# [Task brief]
Records follow. Pull out every line that contains "primary".

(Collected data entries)
use std::time::Duration;

use tracing::{debug, info, trace};

use crate::{
    error::ScrapeError,
    page::{Lookup, PageSession},
};

/// Container of the weather widget.
pub const WIDGET_SELECTOR: &str = "#wob_wc";

/// Tried when the primary container is absent.
pub const WIDGET_FALLBACK_SELECTORS: &[&str] = &[".wob_wc", "[id^='wob_wc']"];

pub const WIDGET_TIMEOUT: Duration = Duration::from_secs(30);

/// Finds the weather widget, waiting a bounded time for it to render.
#[derive(Debug, Clone)]
pub struct WidgetLocator {
    timeout: Duration,
}

impl Default for WidgetLocator {
    fn default() -> Self {
        Self::new(WIDGET_TIMEOUT)
    }
}

impl WidgetLocator {
    pub fn new(timeout: Duration) -> Self {
        Self { timeout }
    }

    /// Checks every selector once, then waits for the primary one, then
    /// checks the fallbacks again. Fails once the wait has run out.
    pub async fn locate<P: PageSession>(&self, page: &P) -> Result<P::Element, ScrapeError> {
        let all = std::iter::once(WIDGET_SELECTOR).chain(WIDGET_FALLBACK_SELECTORS.iter().copied());
        if let Some(widget) = first_present(page, all).await? {
            return Ok(widget);
        }

        debug!(selector = WIDGET_SELECTOR, timeout = ?self.timeout, "waiting for weather widget");
        let waited = page.wait_for_selector(WIDGET_SELECTOR, self.timeout).await?;
        if let Lookup::Found(widget) = waited {
            info!("weather widget found");
            return Ok(widget);
        }

        match first_present(page, WIDGET_FALLBACK_SELECTORS.iter().copied()).await? {
            Some(widget) => Ok(widget),
            None => Err(ScrapeError::WidgetNotFound),
        }
    }
}

async fn first_present<P, I>(page: &P, selectors: I) -> Result<Option<P::Element>, ScrapeError>
where
    P: PageSession,
    I: IntoIterator<Item = &'static str>,
{
    for selector in selectors {
        if let Some(element) = page.query_selector(selector).await? {
            if tracing::enabled!(tracing::Level::TRACE) {
                let html = page.inner_html(&element).await?;
                trace!(selector, %html, "weather widget markup");
            }
            return Ok(Some(element));
        }
    }
    Ok(None)
}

# [Solved problem]
/// Tried when the primary container is absent.
    /// Checks every selector once, then waits for the primary one, then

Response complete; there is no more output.